前端跨域访问后端数据的方法

参考链接：https://mp.weixin.qq.com/s/4G_27oRLSMMYBFvtYZgqcg

一、什么是跨域

当两个域名的协议、子域名、主域名、端口号中有任意一个不相同的时候，两者之间的请求便存在跨域。

1、什么是同源策略及其限制内容

　　同源策略是一种约定，它是浏览器最核心也是最基本的安全功能。如果缺少了同源策略，浏览器很容易遭受XSS、CSRF等攻击。所谓同源是指'协议+域名(子域名、主域名)+端口号'三者相同，即便两个不同域名指向同一个IP，也不属于同源。

2、常见的跨域场景

 

 

 特别说明：

　　HTML标签中img、link、script的这三个标签允许跨域加载资源

注：

1.请求跨域了，那么请求有没有发出去？

　　跨域并不是请求发不出，请求能正常发送并且服务器也能正常接收和返回结果，只不过结果被浏览器拦截了。

2.为什么表单方式可以发起跨域请求而Ajax不能？

　　归根结底，跨域是为了阻止用户读取到另一个域名下的内容。Ajax可以获取响应，浏览器认为不安全拦截了响应。但是表单并不会获取新的内容，所以可以发起跨域请求。同时也说明了跨域并不能完全阻止CSRF，因为请求已经发出去了。

二、跨域解决方案

1、JSONP

　　原理：利用script标签没有跨域限制的漏洞，网页可以得到其他动态来源的JSON数据。此方式需要目标服务器支持才能实现。

  1.1 Ajax与JSONP对比

　　原则上两者都是客户端向服务端发送请求并获取服务端返回的数据。但是Ajax属于同源策略，JSONP属于非同源策略。

  1.2 JSONP的优缺点

　　优点：JSONP的兼容性好，能解决大部分主流浏览器的跨域数据访问的问题。

　　缺点：JSONP仅仅支持get请求，对数据安全性无法保障

  1.3 Jquery中ajax通过jsonp获取跨域数据示例
　　请求方JS代码：

$(function () {
    $.ajax({
        url:'http://test.cache.com/index/checkjsonp.html',
        dataType:'jsonp',
        type:'get',
        jsonpCallback:'checkCallback', //自定义传递给服务器的函数名，而不是使用jQuery自动生成的，可省略
        jsonp:"callback",
        success:function (data) {
            console.log(data)
        },
        error:function () {
            alert('error')
        }
    })
});

　跨域服务器返回PHP代码：

    public function checkJsonp()
    {
        echo "checkCallback(".json_encode(array('success'=>1)).")";
    } 

   返回结果：

2、HTTP访问控制（CORS）

　2.1 原理：　　

      　   CORS需要浏览器和服务器同时支持，IE8和9需要通过XDomainRequest来实现，存在一定的兼容性问题。

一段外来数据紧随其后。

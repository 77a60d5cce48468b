// Error types for the scheduling components and the audio device

use thiserror::Error;

/// Errors raised by the audio output device
#[derive(Debug, Clone, PartialEq, Error)]
pub enum DeviceError {
    #[error("No audio output device found")]
    NoOutputDevice,

    #[error("Device configuration error: {0}")]
    Config(String),

    #[error("Stream error: {0}")]
    Stream(String),

    #[error("Failed to resume audio device: {0}")]
    ResumeFailed(String),

    #[error("Tone queue is full")]
    QueueFull,
}

/// Errors raised when a scheduler refuses a requested transition
///
/// None of these are fatal: the component keeps its previous state and the
/// caller may reissue the call with corrected arguments.
#[derive(Debug, Clone, PartialEq, Error)]
pub enum SchedulerError {
    #[error("Invalid {name}: {value}")]
    InvalidParameter { name: &'static str, value: f64 },

    #[error("Cannot play an empty note sequence")]
    EmptyInput,

    #[error("Invalid operation: {0}")]
    InvalidOperation(&'static str),

    #[error("Audio device error: {0}")]
    Device(#[from] DeviceError),
}

impl SchedulerError {
    pub(crate) fn invalid(name: &'static str, value: f64) -> Self {
        SchedulerError::InvalidParameter { name, value }
    }
}

pub type SchedulerResult<T> = Result<T, SchedulerError>;

/// Errors raised while loading a scheduler configuration
#[derive(Debug, Error)]
pub enum ConfigError {
    #[error("IO error: {0}")]
    Io(#[from] std::io::Error),

    #[error("RON error: {0}")]
    Ron(#[from] ron::error::SpannedError),

    #[error("Invalid configuration: {0}")]
    Invalid(String),
}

　　　  浏览器会自动的进行CORS通信，实现CORS通信的关键在于服务器。只要服务器实现了CORS，也就实现了跨域 

　2.2 实现：

　　　　服务端设置 Access-Control-Allow-Origin 就可以开启CORS。该属性表示那些域名可以访问该网站，如果设置成通配符则表示所有网站均可访问

　2.3 示例：

　　JS代码：

$(function () {
    $.ajax({
        url:'http://test.cache.com/index/checkjsonp.html',
        dataType:'json',
        type:'get',
        success:function (data) {
            console.log(data)
        },
        error:function () {
            alert('error')
        }
    })
});

　PHP代码：

    public function checkJsonp()
    {
        header("Access-Control-Allow-Origin:http://initial.think6.com");
        header('Access-Control-Allow-Methods:OPTIONS, GET, POST'); // 允许option，get，post请求
        header('Access-Control-Allow-Headers:x-requested-with'); // 允许x-requested-with请求头
        echo json_encode(array('success'=>1));
    }

　返回结果：

3、WebSocket

原理：WebSocket是一种通信协议，它实现了浏览器与服务器之间的全双工通信(即通信双方可以同时发动和接收信息的信息交互方式)。同时websocket并不实行同源策略，只要服务器支持，它就可以实现跨域通信。

4、Node中间件代理

原理：同源策略是浏览器需要遵循的标准，服务器向服务器请求则无需遵循同源策略，从而实现跨区数据请求。

 

5、nginx反向代理

实现原理类似于Node中间件，需要搭建一个中转nginx服务器，用于转发请求。使用nginx反向代理实现跨域是最简单的方式，只需要修改nginx服务器配置即可解决跨域问题，支持所有浏览器、session。无需修改代码且不会影响服务器性能。